- _YOUR GOAL_:
Return only the lines from the top of the material through the line marked by "use std::io::Write;", unaltered.

━━━ DATA

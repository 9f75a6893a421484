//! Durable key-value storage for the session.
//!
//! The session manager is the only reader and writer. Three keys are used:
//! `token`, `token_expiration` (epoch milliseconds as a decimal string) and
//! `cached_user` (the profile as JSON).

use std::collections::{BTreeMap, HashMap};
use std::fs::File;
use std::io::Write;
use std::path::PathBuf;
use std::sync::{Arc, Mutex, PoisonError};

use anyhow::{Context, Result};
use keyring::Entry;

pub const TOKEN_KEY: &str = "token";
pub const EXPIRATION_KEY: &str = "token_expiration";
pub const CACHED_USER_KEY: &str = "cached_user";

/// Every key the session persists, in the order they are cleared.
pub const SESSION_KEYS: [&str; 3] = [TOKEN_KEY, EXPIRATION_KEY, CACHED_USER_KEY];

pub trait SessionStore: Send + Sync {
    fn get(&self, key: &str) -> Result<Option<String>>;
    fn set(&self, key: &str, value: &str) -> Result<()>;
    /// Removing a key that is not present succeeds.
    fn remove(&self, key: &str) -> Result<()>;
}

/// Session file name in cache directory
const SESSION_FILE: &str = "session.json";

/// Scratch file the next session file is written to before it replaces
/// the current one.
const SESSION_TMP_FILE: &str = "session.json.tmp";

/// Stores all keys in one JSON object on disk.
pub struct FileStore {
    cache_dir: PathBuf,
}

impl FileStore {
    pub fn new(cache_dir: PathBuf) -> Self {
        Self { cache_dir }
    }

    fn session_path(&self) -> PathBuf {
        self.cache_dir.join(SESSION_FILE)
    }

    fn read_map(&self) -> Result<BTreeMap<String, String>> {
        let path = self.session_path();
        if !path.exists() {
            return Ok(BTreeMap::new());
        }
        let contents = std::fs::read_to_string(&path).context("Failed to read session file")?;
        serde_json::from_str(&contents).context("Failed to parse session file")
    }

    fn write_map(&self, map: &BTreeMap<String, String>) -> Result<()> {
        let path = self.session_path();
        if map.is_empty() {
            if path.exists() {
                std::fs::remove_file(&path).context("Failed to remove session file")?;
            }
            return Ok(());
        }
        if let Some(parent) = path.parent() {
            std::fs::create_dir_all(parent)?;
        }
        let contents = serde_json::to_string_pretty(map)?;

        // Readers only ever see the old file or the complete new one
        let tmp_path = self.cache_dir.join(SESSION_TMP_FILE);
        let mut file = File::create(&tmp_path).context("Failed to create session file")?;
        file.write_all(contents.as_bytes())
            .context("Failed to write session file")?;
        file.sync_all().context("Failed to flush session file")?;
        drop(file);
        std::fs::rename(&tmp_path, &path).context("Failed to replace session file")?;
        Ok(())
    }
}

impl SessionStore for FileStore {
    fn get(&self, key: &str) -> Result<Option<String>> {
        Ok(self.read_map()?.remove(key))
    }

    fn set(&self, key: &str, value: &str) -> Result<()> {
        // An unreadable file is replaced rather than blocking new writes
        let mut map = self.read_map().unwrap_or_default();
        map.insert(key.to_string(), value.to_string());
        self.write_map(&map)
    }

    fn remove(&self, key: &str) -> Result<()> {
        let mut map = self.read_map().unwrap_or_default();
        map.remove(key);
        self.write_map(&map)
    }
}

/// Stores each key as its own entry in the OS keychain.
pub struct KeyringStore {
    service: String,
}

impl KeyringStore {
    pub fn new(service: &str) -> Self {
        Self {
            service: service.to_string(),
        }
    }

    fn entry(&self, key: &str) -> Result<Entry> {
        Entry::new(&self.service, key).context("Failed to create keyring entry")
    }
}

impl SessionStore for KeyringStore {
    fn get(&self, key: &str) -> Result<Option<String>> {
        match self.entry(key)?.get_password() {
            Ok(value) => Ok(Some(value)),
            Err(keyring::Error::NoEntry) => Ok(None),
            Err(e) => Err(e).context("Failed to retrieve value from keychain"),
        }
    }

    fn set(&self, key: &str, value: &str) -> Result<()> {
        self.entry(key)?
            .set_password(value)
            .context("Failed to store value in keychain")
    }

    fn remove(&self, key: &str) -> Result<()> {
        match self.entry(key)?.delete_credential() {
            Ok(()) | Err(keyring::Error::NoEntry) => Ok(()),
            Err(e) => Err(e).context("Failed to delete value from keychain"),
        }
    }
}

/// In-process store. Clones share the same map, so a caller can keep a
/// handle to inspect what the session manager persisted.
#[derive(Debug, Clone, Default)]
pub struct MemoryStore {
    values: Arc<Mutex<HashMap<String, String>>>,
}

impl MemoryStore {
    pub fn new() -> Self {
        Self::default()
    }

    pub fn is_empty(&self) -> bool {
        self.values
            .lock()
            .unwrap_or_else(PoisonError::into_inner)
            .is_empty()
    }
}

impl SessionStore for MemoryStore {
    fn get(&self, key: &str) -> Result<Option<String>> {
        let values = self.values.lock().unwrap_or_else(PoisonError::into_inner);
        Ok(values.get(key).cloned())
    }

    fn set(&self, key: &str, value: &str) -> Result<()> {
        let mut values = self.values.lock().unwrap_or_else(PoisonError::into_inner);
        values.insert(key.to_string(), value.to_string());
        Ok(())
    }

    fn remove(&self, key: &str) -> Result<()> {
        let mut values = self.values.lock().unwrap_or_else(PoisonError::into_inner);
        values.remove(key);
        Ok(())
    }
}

━━━━━━

- _EXERCISE SOLUTION_:
repository 9f75a6893a421484
//! Durable key-value storage for the session.
//!
//! The session manager is the only reader and writer. Three keys are used:
//! `token`, `token_expiration` (epoch milliseconds as a decimal string) and
//! `cached_user` (the profile as JSON).

use std::collections::{BTreeMap, HashMap};
use std::fs::File;
use std::io::Write;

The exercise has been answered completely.